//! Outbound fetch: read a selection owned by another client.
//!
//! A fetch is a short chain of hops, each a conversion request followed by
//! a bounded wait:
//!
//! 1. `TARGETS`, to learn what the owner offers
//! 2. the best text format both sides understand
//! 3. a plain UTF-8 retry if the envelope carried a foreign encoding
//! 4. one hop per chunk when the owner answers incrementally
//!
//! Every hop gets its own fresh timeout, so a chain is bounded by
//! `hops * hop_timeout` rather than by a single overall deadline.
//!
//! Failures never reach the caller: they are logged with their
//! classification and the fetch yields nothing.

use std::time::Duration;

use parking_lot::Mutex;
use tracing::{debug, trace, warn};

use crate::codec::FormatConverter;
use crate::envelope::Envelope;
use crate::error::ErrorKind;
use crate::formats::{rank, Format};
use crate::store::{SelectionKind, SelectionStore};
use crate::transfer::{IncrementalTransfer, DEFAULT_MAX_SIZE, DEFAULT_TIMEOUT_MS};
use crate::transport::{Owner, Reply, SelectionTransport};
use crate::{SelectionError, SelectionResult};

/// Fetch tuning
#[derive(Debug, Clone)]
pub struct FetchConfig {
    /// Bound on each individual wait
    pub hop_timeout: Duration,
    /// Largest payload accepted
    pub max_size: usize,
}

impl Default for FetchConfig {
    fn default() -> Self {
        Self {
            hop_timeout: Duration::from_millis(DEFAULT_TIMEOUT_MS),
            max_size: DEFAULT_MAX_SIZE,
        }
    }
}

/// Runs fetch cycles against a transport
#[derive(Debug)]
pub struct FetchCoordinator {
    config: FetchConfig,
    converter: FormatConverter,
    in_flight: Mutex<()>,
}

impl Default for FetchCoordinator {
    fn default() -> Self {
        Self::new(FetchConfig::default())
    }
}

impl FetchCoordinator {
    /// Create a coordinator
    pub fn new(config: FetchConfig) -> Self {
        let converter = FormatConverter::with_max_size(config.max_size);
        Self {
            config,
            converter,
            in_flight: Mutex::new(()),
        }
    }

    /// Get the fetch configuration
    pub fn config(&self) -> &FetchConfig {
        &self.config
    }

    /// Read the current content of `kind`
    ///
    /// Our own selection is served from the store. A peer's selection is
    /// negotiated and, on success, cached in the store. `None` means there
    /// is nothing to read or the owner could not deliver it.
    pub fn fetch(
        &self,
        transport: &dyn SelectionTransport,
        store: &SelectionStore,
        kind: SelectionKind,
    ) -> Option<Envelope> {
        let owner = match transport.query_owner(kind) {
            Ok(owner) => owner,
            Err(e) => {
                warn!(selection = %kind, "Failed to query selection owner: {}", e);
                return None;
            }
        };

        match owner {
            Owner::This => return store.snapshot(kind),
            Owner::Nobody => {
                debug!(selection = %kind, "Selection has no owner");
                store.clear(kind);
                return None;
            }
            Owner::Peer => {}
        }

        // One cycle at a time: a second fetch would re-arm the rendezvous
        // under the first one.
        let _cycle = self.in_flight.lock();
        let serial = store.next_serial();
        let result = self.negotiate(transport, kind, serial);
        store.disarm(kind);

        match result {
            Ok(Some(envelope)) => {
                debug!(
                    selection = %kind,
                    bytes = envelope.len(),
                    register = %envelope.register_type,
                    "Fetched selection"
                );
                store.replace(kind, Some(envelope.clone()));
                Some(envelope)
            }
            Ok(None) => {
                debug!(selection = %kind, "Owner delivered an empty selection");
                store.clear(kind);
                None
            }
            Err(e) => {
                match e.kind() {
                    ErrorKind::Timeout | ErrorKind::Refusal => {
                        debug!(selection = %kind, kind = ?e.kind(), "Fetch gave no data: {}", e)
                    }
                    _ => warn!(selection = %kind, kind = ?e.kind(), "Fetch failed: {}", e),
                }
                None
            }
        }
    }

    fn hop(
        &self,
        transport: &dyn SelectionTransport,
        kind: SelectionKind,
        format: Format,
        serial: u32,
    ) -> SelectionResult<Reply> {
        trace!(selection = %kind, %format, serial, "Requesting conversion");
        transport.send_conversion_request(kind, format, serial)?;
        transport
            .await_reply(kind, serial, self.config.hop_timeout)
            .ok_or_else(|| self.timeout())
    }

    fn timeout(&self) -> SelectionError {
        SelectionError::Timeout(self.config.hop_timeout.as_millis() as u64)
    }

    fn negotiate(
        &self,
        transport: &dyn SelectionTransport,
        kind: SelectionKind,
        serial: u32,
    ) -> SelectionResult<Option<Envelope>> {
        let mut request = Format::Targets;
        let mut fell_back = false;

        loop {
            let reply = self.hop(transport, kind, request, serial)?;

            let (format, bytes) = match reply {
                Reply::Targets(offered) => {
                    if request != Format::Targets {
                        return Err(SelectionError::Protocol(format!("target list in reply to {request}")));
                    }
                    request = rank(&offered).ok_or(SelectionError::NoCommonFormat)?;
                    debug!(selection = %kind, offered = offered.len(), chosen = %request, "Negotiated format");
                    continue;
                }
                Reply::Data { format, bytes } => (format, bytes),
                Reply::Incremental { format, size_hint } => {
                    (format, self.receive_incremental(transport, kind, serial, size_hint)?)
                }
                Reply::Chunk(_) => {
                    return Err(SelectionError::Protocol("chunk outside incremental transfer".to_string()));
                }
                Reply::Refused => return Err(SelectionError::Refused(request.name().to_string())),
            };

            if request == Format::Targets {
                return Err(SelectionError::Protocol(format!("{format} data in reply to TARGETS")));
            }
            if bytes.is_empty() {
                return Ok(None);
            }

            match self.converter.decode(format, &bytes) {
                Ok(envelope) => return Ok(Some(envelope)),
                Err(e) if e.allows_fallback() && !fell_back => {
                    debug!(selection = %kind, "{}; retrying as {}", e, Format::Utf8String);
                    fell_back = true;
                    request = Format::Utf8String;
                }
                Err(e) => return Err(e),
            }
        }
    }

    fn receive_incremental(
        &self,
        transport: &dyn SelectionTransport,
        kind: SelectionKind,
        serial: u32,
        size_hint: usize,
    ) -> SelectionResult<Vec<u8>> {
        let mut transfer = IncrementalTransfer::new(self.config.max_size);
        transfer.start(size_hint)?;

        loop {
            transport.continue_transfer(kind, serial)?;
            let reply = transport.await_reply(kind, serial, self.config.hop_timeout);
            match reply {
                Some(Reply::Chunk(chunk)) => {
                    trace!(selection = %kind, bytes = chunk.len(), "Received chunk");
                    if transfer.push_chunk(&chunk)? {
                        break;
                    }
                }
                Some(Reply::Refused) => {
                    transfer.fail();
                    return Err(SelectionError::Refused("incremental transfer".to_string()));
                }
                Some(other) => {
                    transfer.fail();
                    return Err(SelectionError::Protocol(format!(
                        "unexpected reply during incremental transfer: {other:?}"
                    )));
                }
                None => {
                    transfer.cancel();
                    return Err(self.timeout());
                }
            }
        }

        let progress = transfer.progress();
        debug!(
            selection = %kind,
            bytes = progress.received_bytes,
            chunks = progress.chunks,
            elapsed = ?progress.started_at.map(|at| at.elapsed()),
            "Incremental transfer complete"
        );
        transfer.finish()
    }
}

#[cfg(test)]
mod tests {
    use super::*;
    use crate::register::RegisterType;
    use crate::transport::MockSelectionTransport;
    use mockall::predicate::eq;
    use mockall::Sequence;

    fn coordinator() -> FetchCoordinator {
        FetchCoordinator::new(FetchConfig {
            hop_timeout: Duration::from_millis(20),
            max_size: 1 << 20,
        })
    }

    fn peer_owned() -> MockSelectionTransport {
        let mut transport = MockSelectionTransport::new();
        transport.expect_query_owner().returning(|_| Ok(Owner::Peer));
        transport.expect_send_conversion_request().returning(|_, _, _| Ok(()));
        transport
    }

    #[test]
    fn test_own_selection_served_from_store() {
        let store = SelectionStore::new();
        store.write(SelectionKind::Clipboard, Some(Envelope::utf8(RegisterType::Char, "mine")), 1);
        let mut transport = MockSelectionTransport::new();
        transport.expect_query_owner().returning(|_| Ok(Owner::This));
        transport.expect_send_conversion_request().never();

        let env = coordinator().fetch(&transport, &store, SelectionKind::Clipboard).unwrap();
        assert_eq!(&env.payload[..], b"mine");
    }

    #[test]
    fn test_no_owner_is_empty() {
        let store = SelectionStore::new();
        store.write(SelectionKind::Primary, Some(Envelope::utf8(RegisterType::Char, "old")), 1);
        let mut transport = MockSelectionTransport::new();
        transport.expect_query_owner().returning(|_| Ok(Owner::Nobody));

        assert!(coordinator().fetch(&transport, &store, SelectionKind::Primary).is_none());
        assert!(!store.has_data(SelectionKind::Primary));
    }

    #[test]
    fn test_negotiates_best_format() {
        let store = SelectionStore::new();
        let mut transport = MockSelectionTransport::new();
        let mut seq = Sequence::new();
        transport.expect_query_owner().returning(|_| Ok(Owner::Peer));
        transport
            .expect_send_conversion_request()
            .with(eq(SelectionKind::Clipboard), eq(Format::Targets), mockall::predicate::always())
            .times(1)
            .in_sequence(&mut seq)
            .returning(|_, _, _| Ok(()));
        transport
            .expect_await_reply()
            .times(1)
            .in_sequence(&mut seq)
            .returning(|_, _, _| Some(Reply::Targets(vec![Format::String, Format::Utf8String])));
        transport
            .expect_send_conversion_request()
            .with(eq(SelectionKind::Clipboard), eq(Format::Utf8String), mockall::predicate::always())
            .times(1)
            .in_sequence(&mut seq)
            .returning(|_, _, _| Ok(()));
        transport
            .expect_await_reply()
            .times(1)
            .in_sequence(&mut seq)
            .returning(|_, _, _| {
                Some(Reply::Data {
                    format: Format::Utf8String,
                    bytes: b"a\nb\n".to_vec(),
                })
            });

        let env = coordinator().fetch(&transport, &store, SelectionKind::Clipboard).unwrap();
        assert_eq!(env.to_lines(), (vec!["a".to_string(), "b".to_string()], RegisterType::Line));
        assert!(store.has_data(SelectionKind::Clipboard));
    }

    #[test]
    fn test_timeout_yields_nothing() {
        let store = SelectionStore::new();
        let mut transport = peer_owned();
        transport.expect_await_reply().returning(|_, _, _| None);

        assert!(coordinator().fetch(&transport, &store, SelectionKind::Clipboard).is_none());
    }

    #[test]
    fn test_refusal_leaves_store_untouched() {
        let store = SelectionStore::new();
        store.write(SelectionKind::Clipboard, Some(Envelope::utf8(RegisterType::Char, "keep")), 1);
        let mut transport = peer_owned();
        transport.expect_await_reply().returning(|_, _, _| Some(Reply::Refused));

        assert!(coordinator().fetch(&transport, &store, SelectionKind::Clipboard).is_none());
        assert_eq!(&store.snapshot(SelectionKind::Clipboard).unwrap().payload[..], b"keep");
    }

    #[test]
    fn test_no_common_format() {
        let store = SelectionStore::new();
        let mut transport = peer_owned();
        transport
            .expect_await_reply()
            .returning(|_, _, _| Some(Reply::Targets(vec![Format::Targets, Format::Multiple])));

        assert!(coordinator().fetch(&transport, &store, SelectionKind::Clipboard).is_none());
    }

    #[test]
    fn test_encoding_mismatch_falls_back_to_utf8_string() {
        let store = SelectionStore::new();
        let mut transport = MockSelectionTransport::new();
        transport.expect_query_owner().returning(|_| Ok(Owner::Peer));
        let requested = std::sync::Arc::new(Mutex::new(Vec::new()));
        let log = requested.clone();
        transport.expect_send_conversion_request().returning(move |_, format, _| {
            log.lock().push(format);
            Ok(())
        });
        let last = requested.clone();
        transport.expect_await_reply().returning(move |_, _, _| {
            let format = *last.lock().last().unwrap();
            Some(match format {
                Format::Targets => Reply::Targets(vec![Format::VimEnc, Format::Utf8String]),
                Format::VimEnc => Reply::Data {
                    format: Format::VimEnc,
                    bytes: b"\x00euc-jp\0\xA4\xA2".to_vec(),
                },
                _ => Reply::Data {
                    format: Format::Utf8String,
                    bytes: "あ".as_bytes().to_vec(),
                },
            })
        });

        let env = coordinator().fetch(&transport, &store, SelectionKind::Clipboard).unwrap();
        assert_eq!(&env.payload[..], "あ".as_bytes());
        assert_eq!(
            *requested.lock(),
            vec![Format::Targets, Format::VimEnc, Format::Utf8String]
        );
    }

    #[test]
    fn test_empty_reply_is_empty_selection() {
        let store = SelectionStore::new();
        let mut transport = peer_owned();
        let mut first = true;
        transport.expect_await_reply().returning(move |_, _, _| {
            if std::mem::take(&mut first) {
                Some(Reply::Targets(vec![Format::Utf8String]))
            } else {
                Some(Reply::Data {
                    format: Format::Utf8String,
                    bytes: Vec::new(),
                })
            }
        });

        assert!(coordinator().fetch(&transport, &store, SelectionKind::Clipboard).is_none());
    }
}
========
◆ THE PROBLEM: Return each line of the listing that holds the string "offered".

◆ SOLVED EXERCISE:
                Reply::Targets(offered) => {
                    request = rank(&offered).ok_or(SelectionError::NoCommonFormat)?;
                    debug!(selection = %kind, offered = offered.len(), chosen = %request, "Negotiated format");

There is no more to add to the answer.